TO DO: Look through the data and write out every line with the word "MessageList" in it.
*** Opening of DATA FOR PROCESSING ***
//! Conversation log endpoints

use axum::extract::rejection::{JsonRejection, PathRejection};
use axum::extract::{Path, State};
use axum::http::StatusCode;
use axum::Json;
use daybook_domain::{ChatMessage, ChatRole};
use serde::{Deserialize, Serialize};

use super::AppState;
use crate::errors::ApiError;

#[derive(Debug, Deserialize)]
pub struct NewMessage {
    pub role: ChatRole,
    pub content: String,
}

#[derive(Debug, Serialize)]
pub struct MessageList {
    pub success: bool,
    pub messages: Vec<ChatMessage>,
}

#[derive(Debug, Serialize)]
pub struct Recorded {
    pub success: bool,
    pub message: ChatMessage,
}

#[derive(Debug, Serialize)]
pub struct Cleared {
    pub success: bool,
}

pub async fn list_messages(
    State(context): State<AppState>,
    user: Result<Path<String>, PathRejection>,
) -> Result<Json<MessageList>, ApiError> {
    let Path(user_id) = user?;
    let messages = context.conversation.history(&user_id).await?;
    Ok(Json(MessageList { success: true, messages }))
}

pub async fn record_message(
    State(context): State<AppState>,
    user: Result<Path<String>, PathRejection>,
    body: Result<Json<NewMessage>, JsonRejection>,
) -> Result<(StatusCode, Json<Recorded>), ApiError> {
    let Path(user_id) = user?;
    let Json(NewMessage { role, content }) = body?;
    let message = context.conversation.record(&user_id, role, &content).await?;
    Ok((StatusCode::CREATED, Json(Recorded { success: true, message })))
}

/// Drops the chat log and the cached forecast.
pub async fn clear_messages(
    State(context): State<AppState>,
    user: Result<Path<String>, PathRejection>,
) -> Result<Json<Cleared>, ApiError> {
    let Path(user_id) = user?;
    context.conversation.clear(&user_id).await?;
    Ok(Json(Cleared { success: true }))
}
*** Close of DATA FOR PROCESSING ***
COMPLETED EXERCISE:
pub struct MessageList {
) -> Result<Json<MessageList>, ApiError> {
    Ok(Json(MessageList { success: true, messages }))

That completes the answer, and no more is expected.